Defn P : ArithSent → ArithSent - P(ψ) := subst(Pr, #(ψ))

Axiom 4: ∃φ. $\vdash_{\text{PA}}$ (φ $\stackrel{\cdot}{⇔}$ $\stackrel{\cdot}{¬}$${}$P(φ))

Gödel's fixed-point lemma; φ is an ArithSent that asserts (truthfully) that its own code is not the code of a PA-provable sentence.

Let $φ_{\text{liar}}$ : ArithSent be a witness for the previous sentence.

Axiom 5: (${\not\vdash}_{\text{PA}}$ $\bot$) ⇒ (${\not\vdash}_{\text{PA}}$ $φ_{\text{liar}}$)

Gödel's first incompleteness theorem; if PA is consistent then it does not prove the liar sentence.

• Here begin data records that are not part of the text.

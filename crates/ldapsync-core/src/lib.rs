//! # Directory Sync Core
//!
//! Decides which directory entries are users, which are groups, and which
//! users belong to which groups.
//!
//! The entry list comes from a [`DirectorySource`] (an LDAP server, an offline
//! dump). Everything after the fetch is pure: a user filter and a group filter
//! classify entries, then a membership associator is evaluated for every
//! (user, group) pair.
//!
//! ## Example
//!
//! ```
//! use ldapsync_core::prelude::*;
//!
//! let rules = SyncRules::new(
//!     FilterNode::new(Operator::And)
//!         .with_expression(FilterExpression::new("objectClass", "^inetOrgPerson$")),
//!     FilterNode::new(Operator::And)
//!         .with_expression(FilterExpression::new("objectClass", "^groupOfNames$")),
//!     MembershipNode::new(Operator::Or).with_constraint(Constraint::new("dn", "member")),
//! );
//!
//! let entries = vec![
//!     Entry::new("uid=johnd,ou=users,dc=example,dc=com")
//!         .with("objectClass", ["inetOrgPerson"]),
//!     Entry::new("cn=admins,ou=groups,dc=example,dc=com")
//!         .with("objectClass", ["groupOfNames"])
//!         .with("member", ["uid=johnd,ou=users,dc=example,dc=com"]),
//! ];
//!
//! let report = project(entries, &rules);
//! assert_eq!(report.groups[0].member_dns, vec!["uid=johnd,ou=users,dc=example,dc=com"]);
//! ```
//!
//! ## Crate Organization
//!
//! - [`entry`] - Entries, attributes and the entry store
//! - [`rule`] - Generic AND/OR rule trees
//! - [`filter`] - Filter engine (user/group classification)
//! - [`membership`] - Membership associator
//! - [`rules`] - The three rule trees of a sync
//! - [`snapshot`] - Classified snapshot and membership projection
//! - [`report`] - Report types
//! - [`source`] - Directory Source trait
//! - [`sync`] - Fetch-then-classify orchestration
//! - [`error`] - Directory Source errors

pub mod entry;
pub mod error;
pub mod filter;
pub mod membership;
pub mod report;
pub mod rule;
pub mod rules;
pub mod snapshot;
pub mod source;
pub mod sync;

pub use source::DirectorySource;

/// Prelude module for convenient imports.
pub mod prelude {
    // Entries
    pub use crate::entry::{simple_name, Attribute, Entry, EntryStore};

    // Rule trees
    pub use crate::filter::{CompiledFilter, FilterExpression, FilterNode};
    pub use crate::membership::{CompiledMembership, Constraint, MembershipNode};
    pub use crate::rule::{Operator, RuleNode};
    pub use crate::rules::{CompiledRules, SyncRules};

    // Projection
    pub use crate::report::{Group, MembershipReport, User};
    pub use crate::snapshot::{classify, project, Classification, DirectorySnapshot, Membership};

    // Sources
    pub use crate::source::{DirectorySource, StaticSource};

    // Error handling
    pub use crate::error::{DirectoryError, DirectoryResult};
}

// Re-export async_trait for source implementors
pub use async_trait::async_trait;
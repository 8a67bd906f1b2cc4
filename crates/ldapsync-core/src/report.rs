//! Membership report types.

use serde::{Deserialize, Serialize};

/// A user in the membership report.
#[derive(Debug, Clone, PartialEq, Eq, Serialize, Deserialize)]
#[serde(rename_all = "camelCase")]
pub struct User {
    /// Simple name, e.g. `johnd`.
    pub id: String,
    /// e.g. `uid=johnd,ou=users,dc=company,dc=com`.
    pub distinguished_name: String,
}

/// A group in the membership report.
#[derive(Debug, Clone, PartialEq, Eq, Serialize, Deserialize)]
#[serde(rename_all = "camelCase")]
pub struct Group {
    pub id: String,
    pub distinguished_name: String,
    /// Member user DNs, in user fetch order.
    #[serde(rename = "memberDNs", alias = "memberDns", default)]
    pub member_dns: Vec<String>,
}

/// Users, groups and group members of one sync.
#[derive(Debug, Clone, Default, PartialEq, Eq, Serialize, Deserialize)]
pub struct MembershipReport {
    pub users: Vec<User>,
    pub groups: Vec<Group>,
}

impl MembershipReport {
    /// Find a group by DN.
    pub fn group(&self, dn: &str) -> Option<&Group> {
        self.groups.iter().find(|g| g.distinguished_name == dn)
    }

    /// DNs of the groups a user belongs to, in group order.
    pub fn groups_of<'a>(&'a self, user_dn: &'a str) -> impl Iterator<Item = &'a str> + 'a {
        self.groups
            .iter()
            .filter(move |g| g.member_dns.iter().any(|m| m == user_dn))
            .map(|g| g.distinguished_name.as_str())
    }

    /// Total number of (user, group) memberships.
    pub fn membership_count(&self) -> usize {
        self.groups.iter().map(|g| g.member_dns.len()).sum()
    }
}
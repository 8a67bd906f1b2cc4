//! CLI error types and exit codes

use ldapsync_core::error::DirectoryError;
use thiserror::Error;

/// Exit codes for the CLI
/// - 0: Success
/// - 1: General error
/// - 2: Authentication rejected
/// - 3: Connection error
/// - 4: Configuration or validation error
pub type CliResult<T> = Result<T, CliError>;

#[derive(Debug, Error)]
pub enum CliError {
    #[error("Authentication rejected: {0}")]
    AuthenticationRejected(String),

    #[error("Connection failed: {0}\n\nTroubleshooting:\n  - Check the server name and port\n  - Check the tls mode matches the server\n  - Try again in a few moments")]
    ConnectionFailed(String),

    #[error("Directory search failed: {0}")]
    SearchFailed(String),

    #[error("Configuration error: {0}")]
    Config(String),

    #[error("Invalid input: {0}")]
    Validation(String),

    #[error("I/O error: {0}")]
    Io(String),

    #[error("Output error: {0}")]
    Output(String),
}

impl CliError {
    /// Get the exit code for this error
    pub fn exit_code(&self) -> i32 {
        match self {
            CliError::AuthenticationRejected(_) => 2,
            CliError::ConnectionFailed(_) | CliError::SearchFailed(_) => 3,
            CliError::Config(_) | CliError::Validation(_) => 4,
            CliError::Io(_) | CliError::Output(_) => 1,
        }
    }

    /// Print the error to stderr with formatting
    pub fn print(&self) {
        let use_color = std::env::var("NO_COLOR").is_err();

        if use_color {
            eprintln!("\x1b[31mError:\x1b[0m {}", self);
        } else {
            eprintln!("Error: {}", self);
        }

        if let Some(suggestion) = self.suggestion() {
            if use_color {
                eprintln!("\n\x1b[33mSuggestion:\x1b[0m {}", suggestion);
            } else {
                eprintln!("\nSuggestion: {}", suggestion);
            }
        }
    }

    /// Get a suggested action for this error
    fn suggestion(&self) -> Option<&'static str> {
        match self {
            CliError::AuthenticationRejected(_) => {
                Some("Check the bind user and password, or set LDAPSYNC_PASSWORD.")
            }
            CliError::Config(_) => Some("Run with --debug to see how the configuration was read."),
            _ => None,
        }
    }
}

impl From<DirectoryError> for CliError {
    fn from(e: DirectoryError) -> Self {
        match e {
            DirectoryError::AuthenticationFailed { .. } => {
                CliError::AuthenticationRejected(e.to_string())
            }
            DirectoryError::ConnectionFailed { .. }
            | DirectoryError::TlsFailed { .. }
            | DirectoryError::ConnectionTimeout { .. } => {
                CliError::ConnectionFailed(with_cause(&e))
            }
            DirectoryError::SearchFailed { .. } => CliError::SearchFailed(with_cause(&e)),
            DirectoryError::InvalidConfiguration { .. } => CliError::Config(e.to_string()),
            DirectoryError::InvalidData { .. } => CliError::Validation(e.to_string()),
        }
    }
}

/// Error message followed by its source chain.
fn with_cause(e: &(dyn std::error::Error + 'static)) -> String {
    let mut message = e.to_string();
    let mut source = e.source();
    while let Some(cause) = source {
        message.push_str(": ");
        message.push_str(&cause.to_string());
        source = cause.source();
    }
    message
}

impl From<std::io::Error> for CliError {
    fn from(e: std::io::Error) -> Self {
        CliError::Io(e.to_string())
    }
}

impl From<serde_json::Error> for CliError {
    fn from(e: serde_json::Error) -> Self {
        CliError::Output(format!("JSON error: {}", e))
    }
}

impl From<serde_yaml::Error> for CliError {
    fn from(e: serde_yaml::Error) -> Self {
        CliError::Output(format!("YAML error: {}", e))
    }
}
//! # LDAP Directory Source
//!
//! LDAP access for ldapsync: the sync configuration, a
//! [`DirectorySource`](ldapsync_core::DirectorySource) that reads every entry
//! under a set of base DNs, and a one-shot credential check.
//!
//! ## Features
//!
//! - Plain LDAP, LDAPS and STARTTLS
//! - Optional bind as a sync account
//! - Paged subtree searches, one per base DN
//! - Simple-bind authentication of end users
//!
//! ## Example
//!
//! ```ignore
//! use ldapsync_core::prelude::*;
//! use ldapsync_ldap::{LdapSource, LdapSyncConfig};
//!
//! let config: LdapSyncConfig = serde_yaml::from_str(&std::fs::read_to_string("sync.yaml")?)?;
//! let rules = config.rules.clone();
//!
//! let source = LdapSource::new(config)?;
//! let snapshot = ldapsync_core::sync::run(&source, &rules).await?;
//! println!("{:?}", snapshot.report());
//! ```

pub mod auth;
pub mod config;
mod connection;
pub mod source;

// Re-exports
pub use auth::{authenticate, AuthRequest, AuthResult};
pub use config::{sanitize_dn, LdapSyncConfig, TlsMode};
pub use source::LdapSource;
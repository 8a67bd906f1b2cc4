//! Classify command - show how the filters split an entry dump

use clap::Args;
use serde::Serialize;
use std::path::PathBuf;

use ldapsync_core::prelude::*;

use crate::config::load_sync_config;
use crate::error::{CliError, CliResult};
use crate::output::{render, OutputFormat};

/// Arguments for the classify command
#[derive(Args, Debug)]
pub struct ClassifyArgs {
    /// Sync configuration file providing the filters
    #[arg(short, long)]
    pub config: PathBuf,

    /// JSON dump of directory entries
    #[arg(short, long)]
    pub entries: PathBuf,

    /// Also check whether this user DN belongs to --group
    #[arg(long, requires = "group")]
    pub user: Option<String>,

    /// Group DN for the membership check
    #[arg(long, requires = "user")]
    pub group: Option<String>,

    /// Output format
    #[arg(short, long, value_enum, default_value_t = OutputFormat::Json)]
    pub format: OutputFormat,
}

#[derive(Debug, Serialize)]
#[serde(rename_all = "camelCase")]
struct ClassifiedEntry {
    id: String,
    distinguished_name: String,
}

impl From<&Entry> for ClassifiedEntry {
    fn from(entry: &Entry) -> Self {
        Self {
            id: entry.simple_name().to_string(),
            distinguished_name: entry.dn.clone(),
        }
    }
}

#[derive(Debug, Serialize)]
#[serde(rename_all = "camelCase")]
struct MembershipCheck {
    user: String,
    group: String,
    verdict: &'static str,
}

#[derive(Debug, Serialize)]
#[serde(rename_all = "camelCase")]
struct ClassifyOutput {
    users: Vec<ClassifiedEntry>,
    groups: Vec<ClassifiedEntry>,
    unclassified: usize,
    #[serde(skip_serializing_if = "Option::is_none")]
    membership: Option<MembershipCheck>,
}

fn verdict(membership: Membership) -> &'static str {
    match membership {
        Membership::Member => "member",
        Membership::NotMember => "notMember",
        Membership::UnknownUser => "unknownUser",
        Membership::UnknownGroup => "unknownGroup",
    }
}

/// Execute the classify command
pub async fn execute(args: ClassifyArgs) -> CliResult<()> {
    let config = load_sync_config(&args.config)?;
    let source = StaticSource::from_json_file(&args.entries)?;
    let entries = source.fetch_entries().await?;

    let snapshot = DirectorySnapshot::new(entries, &config.rules);

    let classification = snapshot.classification();
    let unclassified = snapshot
        .entries()
        .iter()
        .filter(|entry| {
            !classification
                .users
                .iter()
                .chain(&classification.groups)
                .any(|classified| std::ptr::eq(*classified, *entry))
        })
        .count();
    let users: Vec<ClassifiedEntry> = classification.users.into_iter().map(Into::into).collect();
    let groups: Vec<ClassifiedEntry> = classification.groups.into_iter().map(Into::into).collect();

    let membership = match (args.user, args.group) {
        (Some(user), Some(group)) => Some(MembershipCheck {
            verdict: verdict(snapshot.membership(&user, &group)),
            user,
            group,
        }),
        (None, None) => None,
        _ => {
            return Err(CliError::Validation(
                "--user and --group must be given together".to_string(),
            ))
        }
    };

    let output = ClassifyOutput {
        users,
        groups,
        unclassified,
        membership,
    };
    println!("{}", render(&output, args.format)?);

    Ok(())
}
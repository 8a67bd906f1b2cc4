//! Directory snapshot and membership projection
//!
//! A [`DirectorySnapshot`] owns the fetched entries of one sync together with
//! the compiled rules. Users and groups are classified exactly once, when the
//! snapshot is built; a new sync means a new snapshot. Entries and rules can
//! not change underneath it, so the partitions never go stale.

use std::collections::HashMap;
use tracing::{debug, info, instrument};

use crate::entry::{simple_name, Entry, EntryStore};
use crate::filter::CompiledFilter;
use crate::membership::CompiledMembership;
use crate::report::{Group, MembershipReport, User};
use crate::rules::{CompiledRules, SyncRules};

/// Users and groups of an entry list, both in fetch order.
///
/// An entry may be in neither list, in one, or in both when the user and
/// group filters overlap.
#[derive(Debug, Clone, Default, PartialEq, Eq)]
pub struct Classification<'a> {
    pub users: Vec<&'a Entry>,
    pub groups: Vec<&'a Entry>,
}

/// Split entries into users and groups.
#[instrument(skip_all, fields(entry_count = entries.len()))]
pub fn classify<'a>(
    entries: &'a [Entry],
    user_filter: &CompiledFilter,
    group_filter: &CompiledFilter,
) -> Classification<'a> {
    let (users, groups) = partition(entries, user_filter, group_filter);
    Classification {
        users: users.into_iter().map(|i| &entries[i]).collect(),
        groups: groups.into_iter().map(|i| &entries[i]).collect(),
    }
}

fn partition(
    entries: &[Entry],
    user_filter: &CompiledFilter,
    group_filter: &CompiledFilter,
) -> (Vec<usize>, Vec<usize>) {
    let mut users = Vec::new();
    let mut groups = Vec::new();

    for (i, entry) in entries.iter().enumerate() {
        if user_filter.matches_entry(entry) {
            users.push(i);
        }
        if group_filter.matches_entry(entry) {
            groups.push(i);
        }
    }

    debug!(
        users = users.len(),
        groups = groups.len(),
        "Classified directory entries"
    );

    (users, groups)
}

/// Outcome of a membership query that keeps unknown identities apart from
/// a negative verdict.
#[derive(Debug, Clone, Copy, PartialEq, Eq, Hash)]
pub enum Membership {
    /// Both entries were found and the associator accepted the pair.
    Member,
    /// Both entries were found and the associator rejected the pair.
    NotMember,
    /// No classified user has this DN.
    UnknownUser,
    /// No classified group has this DN.
    UnknownGroup,
}

impl Membership {
    /// Collapse to the plain boolean verdict.
    pub fn is_member(self) -> bool {
        matches!(self, Membership::Member)
    }
}

/// Immutable, classified view of one sync's entries.
#[derive(Debug, Clone)]
pub struct DirectorySnapshot {
    store: EntryStore,
    users: Vec<usize>,
    groups: Vec<usize>,
    membership: CompiledMembership,
}

impl DirectorySnapshot {
    /// Compile `rules` and classify `entries`.
    pub fn new(entries: impl Into<EntryStore>, rules: &SyncRules) -> Self {
        Self::with_compiled(entries, rules.compile())
    }

    /// Classify `entries` with already compiled rules.
    #[instrument(skip_all)]
    pub fn with_compiled(entries: impl Into<EntryStore>, rules: CompiledRules) -> Self {
        let store = entries.into();
        let (users, groups) = partition(store.as_slice(), &rules.user_filter, &rules.group_filter);

        Self {
            store,
            users,
            groups,
            membership: rules.group_membership,
        }
    }

    /// All fetched entries.
    pub fn entries(&self) -> &EntryStore {
        &self.store
    }

    /// Classified users, in fetch order.
    pub fn users(&self) -> impl ExactSizeIterator<Item = &Entry> + '_ {
        self.users.iter().map(move |&i| &self.store.as_slice()[i])
    }

    /// Classified groups, in fetch order.
    pub fn groups(&self) -> impl ExactSizeIterator<Item = &Entry> + '_ {
        self.groups.iter().map(move |&i| &self.store.as_slice()[i])
    }

    /// Both partitions at once.
    pub fn classification(&self) -> Classification<'_> {
        Classification {
            users: self.users().collect(),
            groups: self.groups().collect(),
        }
    }

    /// Classified user with this DN. With duplicates, the last one fetched.
    pub fn find_user(&self, dn: &str) -> Option<&Entry> {
        self.users().filter(|e| e.dn == dn).last()
    }

    /// Classified group with this DN. With duplicates, the last one fetched.
    pub fn find_group(&self, dn: &str) -> Option<&Entry> {
        self.groups().filter(|e| e.dn == dn).last()
    }

    /// Resolve both DNs and ask the associator, keeping unknown DNs apart.
    ///
    /// The group is resolved first, so a query where neither DN is known
    /// reports [`Membership::UnknownGroup`].
    pub fn membership(&self, user_dn: &str, group_dn: &str) -> Membership {
        let Some(group) = self.find_group(group_dn) else {
            return Membership::UnknownGroup;
        };
        let Some(user) = self.find_user(user_dn) else {
            return Membership::UnknownUser;
        };

        if self.membership.is_member(user, group) {
            Membership::Member
        } else {
            Membership::NotMember
        }
    }

    /// Whether `user_dn` belongs to `group_dn`. Unknown DNs give `false`.
    pub fn is_member(&self, user_dn: &str, group_dn: &str) -> bool {
        self.membership(user_dn, group_dn).is_member()
    }

    /// Build the membership report.
    ///
    /// Every (user, group) pair is evaluated once; member lists follow user
    /// fetch order. Pairs are resolved by DN exactly like [`Self::is_member`],
    /// so a duplicated user DN is listed once per classified entry and judged
    /// by the last entry with that DN.
    #[instrument(skip(self), fields(users = self.users.len(), groups = self.groups.len()))]
    pub fn report(&self) -> MembershipReport {
        let user_by_dn = last_by_dn(self.users());
        let group_by_dn = last_by_dn(self.groups());

        let mut groups: Vec<Group> = self
            .groups()
            .map(|g| Group {
                id: simple_name(&g.dn).to_string(),
                distinguished_name: g.dn.clone(),
                member_dns: Vec::new(),
            })
            .collect();

        let mut users = Vec::with_capacity(self.users.len());
        for user in self.users() {
            users.push(User {
                id: simple_name(&user.dn).to_string(),
                distinguished_name: user.dn.clone(),
            });

            let resolved_user = user_by_dn.get(user.dn.as_str()).copied().unwrap_or(user);
            for (group, record) in self.groups().zip(groups.iter_mut()) {
                let resolved_group = group_by_dn.get(group.dn.as_str()).copied().unwrap_or(group);
                if self.membership.is_member(resolved_user, resolved_group) {
                    record.member_dns.push(user.dn.clone());
                }
            }
        }

        let report = MembershipReport { users, groups };

        info!(
            users = report.users.len(),
            groups = report.groups.len(),
            memberships = report.membership_count(),
            "Membership report built"
        );

        report
    }
}

/// DN index where a later entry replaces an earlier one with the same DN.
fn last_by_dn<'a>(entries: impl Iterator<Item = &'a Entry>) -> HashMap<&'a str, &'a Entry> {
    entries.map(|e| (e.dn.as_str(), e)).collect()
}

/// Classify `entries` with `rules` and build the membership report.
pub fn project(entries: impl Into<EntryStore>, rules: &SyncRules) -> MembershipReport {
    DirectorySnapshot::new(entries, rules).report()
}

#[cfg(test)]
mod tests {
    use super::*;
    use crate::filter::{FilterExpression, FilterNode};
    use crate::membership::{Constraint, MembershipNode};
    use crate::rule::Operator;

    fn posix_rules() -> SyncRules {
        SyncRules::new(
            FilterNode::new(Operator::And)
                .with_expression(FilterExpression::new("objectClass", "^posixAccount$")),
            FilterNode::new(Operator::And)
                .with_expression(FilterExpression::new("objectClass", "^posixGroup$")),
            MembershipNode::new(Operator::And).with_constraint(Constraint::new("uid", "memberUid")),
        )
    }

    fn user(uid: &str) -> Entry {
        Entry::new(format!("uid={uid},ou=people,dc=example,dc=org"))
            .with("objectClass", ["posixAccount"])
            .with("uid", [uid])
    }

    fn group(cn: &str, members: &[&str]) -> Entry {
        Entry::new(format!("cn={cn},ou=groups,dc=example,dc=org"))
            .with("objectClass", ["posixGroup"])
            .with("memberUid", members.iter().copied())
    }

    fn entries() -> Vec<Entry> {
        vec![
            group("g1", &["u1", "u2"]),
            user("u1"),
            Entry::new("ou=people,dc=example,dc=org").with("objectClass", ["organizationalUnit"]),
            user("u2"),
            group("g2", &["u2"]),
            user("u3"),
        ]
    }

    #[test]
    fn test_classify_preserves_fetch_order() {
        let rules = posix_rules().compile();
        let entries = entries();
        let c = classify(&entries, &rules.user_filter, &rules.group_filter);

        let users: Vec<_> = c.users.iter().map(|e| e.simple_name()).collect();
        let groups: Vec<_> = c.groups.iter().map(|e| e.simple_name()).collect();
        assert_eq!(users, vec!["u1", "u2", "u3"]);
        assert_eq!(groups, vec!["g1", "g2"]);
    }

    #[test]
    fn test_overlapping_filters_put_entry_in_both() {
        let rules = SyncRules::new(
            FilterNode::new(Operator::And),
            FilterNode::new(Operator::And),
            MembershipNode::default(),
        );
        let snapshot = DirectorySnapshot::new(vec![user("u1")], &rules);
        assert_eq!(snapshot.users().len(), 1);
        assert_eq!(snapshot.groups().len(), 1);
    }

    #[test]
    fn test_snapshot_is_unaffected_by_later_rule_changes() {
        let mut rules = posix_rules();
        let snapshot = DirectorySnapshot::new(entries(), &rules);
        let before = snapshot.classification();

        rules.user_filter = FilterNode::new(Operator::Or);
        rules.group_filter = FilterNode::new(Operator::Or);

        assert_eq!(snapshot.classification(), before);
        assert_eq!(snapshot.users().len(), 3);
        assert_eq!(snapshot.groups().len(), 2);
    }

    #[test]
    fn test_is_member() {
        let snapshot = DirectorySnapshot::new(entries(), &posix_rules());
        let g1 = "cn=g1,ou=groups,dc=example,dc=org";
        let g2 = "cn=g2,ou=groups,dc=example,dc=org";

        assert!(snapshot.is_member("uid=u1,ou=people,dc=example,dc=org", g1));
        assert!(!snapshot.is_member("uid=u1,ou=people,dc=example,dc=org", g2));
        assert!(snapshot.is_member("uid=u2,ou=people,dc=example,dc=org", g2));
    }

    #[test]
    fn test_unknown_dns_are_not_members() {
        let snapshot = DirectorySnapshot::new(entries(), &posix_rules());
        let g1 = "cn=g1,ou=groups,dc=example,dc=org";

        assert!(!snapshot.is_member("uid=ghost,ou=people,dc=example,dc=org", g1));
        assert_eq!(
            snapshot.membership("uid=ghost,ou=people,dc=example,dc=org", g1),
            Membership::UnknownUser
        );
        assert_eq!(
            snapshot.membership("uid=u1,ou=people,dc=example,dc=org", "cn=ghost"),
            Membership::UnknownGroup
        );
        assert_eq!(
            snapshot.membership("uid=ghost", "cn=ghost"),
            Membership::UnknownGroup
        );
        assert_eq!(
            snapshot.membership("uid=u3,ou=people,dc=example,dc=org", g1),
            Membership::NotMember
        );
    }

    #[test]
    fn test_group_entry_is_not_a_user() {
        // The DN exists in the store but was classified as a group only.
        let snapshot = DirectorySnapshot::new(entries(), &posix_rules());
        let g1 = "cn=g1,ou=groups,dc=example,dc=org";
        assert_eq!(snapshot.membership(g1, g1), Membership::UnknownUser);
    }

    #[test]
    fn test_project_cross_product() {
        let report = project(entries(), &posix_rules());

        assert_eq!(report.users.len(), 3);
        assert_eq!(report.groups.len(), 2);

        let g1 = &report.groups[0];
        assert_eq!(g1.id, "g1");
        assert_eq!(
            g1.member_dns,
            vec![
                "uid=u1,ou=people,dc=example,dc=org".to_string(),
                "uid=u2,ou=people,dc=example,dc=org".to_string(),
            ]
        );
        assert_eq!(
            report.groups[1].member_dns,
            vec!["uid=u2,ou=people,dc=example,dc=org".to_string()]
        );
        assert_eq!(report.users[2].id, "u3");
        assert_eq!(report.groups_of("uid=u3,ou=people,dc=example,dc=org").count(), 0);
    }

    #[test]
    fn test_duplicate_user_dn_resolves_to_last_entry() {
        // Overlapping base DNs return the same DN twice; the later copy wins.
        let rules = SyncRules::new(
            FilterNode::new(Operator::And)
                .with_expression(FilterExpression::new("objectClass", "^person$")),
            FilterNode::new(Operator::And)
                .with_expression(FilterExpression::new("objectClass", "^posixGroup$")),
            MembershipNode::new(Operator::And).with_constraint(Constraint::new("uid", "memberUid")),
        );
        let entries = vec![
            Entry::new("uid=u,dc=x")
                .with("objectClass", ["person"])
                .with("uid", ["old"]),
            Entry::new("uid=u,dc=x")
                .with("objectClass", ["person"])
                .with("uid", ["u"]),
            Entry::new("cn=g,dc=x")
                .with("objectClass", ["posixGroup"])
                .with("memberUid", ["u"]),
        ];

        let snapshot = DirectorySnapshot::new(entries, &rules);
        assert!(snapshot.is_member("uid=u,dc=x", "cn=g,dc=x"));
        assert_eq!(snapshot.find_user("uid=u,dc=x").unwrap().values("uid").next(), Some("u"));

        let report = snapshot.report();
        assert_eq!(report.users.len(), 2);
        assert_eq!(report.groups[0].member_dns, vec!["uid=u,dc=x", "uid=u,dc=x"]);
    }

    #[test]
    fn test_report_agrees_with_is_member() {
        let snapshot = DirectorySnapshot::new(entries(), &posix_rules());
        let report = snapshot.report();
        for user in snapshot.users() {
            for group in &report.groups {
                assert_eq!(
                    group.member_dns.contains(&user.dn),
                    snapshot.is_member(&user.dn, &group.distinguished_name)
                );
            }
        }
    }

    #[test]
    fn test_project_empty_store() {
        let report = project(Vec::<Entry>::new(), &posix_rules());
        assert!(report.users.is_empty());
        assert!(report.groups.is_empty());
    }

    #[test]
    fn test_snapshot_is_send_and_sync() {
        fn assert_send_sync<T: Send + Sync>() {}
        assert_send_sync::<DirectorySnapshot>();
    }
}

Axiom 6: $\vdash_{\text{PA}}$ ($\stackrel{\cdot}{¬}$${}$P($\bot$) $\stackrel{\cdot}{⇒}$ $\stackrel{\cdot}{¬}$${}$P($φ_{\text{liar}}$)) - PA internally proves Gödel's first incompleteness theorem

$\tsf{Theorem}$: (${\not\vdash}_{\text{PA}}$ $\bot$) ⇒ (${\not\vdash}_{\text{PA}}$ $\stackrel{\cdot}{¬}$${}$P($\bot$))

If PA is consistent then it does not prove (an arithmetization of) the statement of its consistency.

Assume ${\not\vdash}_{\text{PA}}$ $\bot$

Lemma 1: ${\not\vdash}_{\text{PA}}$ $φ_{\text{liar}}$ From previous assumption and Gödel's first incompleteness theorem.

Lemma 2: ${\not\vdash}_{\text{PA}}$ $\stackrel{\cdot}{¬}$${}$P($\bot$)

Assume PA is consistent. $\vdash_{\text{PA}}$ $\stackrel{\cdot}{¬}$${}$P($\bot$) - PA is consistent.

Lemma 3: $\vdash_{\text{PA}}$ $\stackrel{\cdot}{¬}$${}$P($φ_{\text{liar}}$) from previous assumption, Axiom 6, and property of $\vdash_{\text{PA}}$.

Lemma 4: $\vdash_{\text{PA}}$ $φ_{\text{liar}}$ by property of $\vdash_{\text{PA}}$ and Axiom 5.

Lemma 5: false - previous line contradicts earlier assumption of ${\not\vdash}_{\text{PA}}$ $\bot$.

Lemma 6: ${\not\vdash}_{\text{PA}}$ $\stackrel{\cdot}{¬}$${}$P($\bot$) since we just derived a contradiction from the assumption $\vdash_{\text{PA}}$ $\stackrel{\cdot}{¬}$${}$P($\bot$).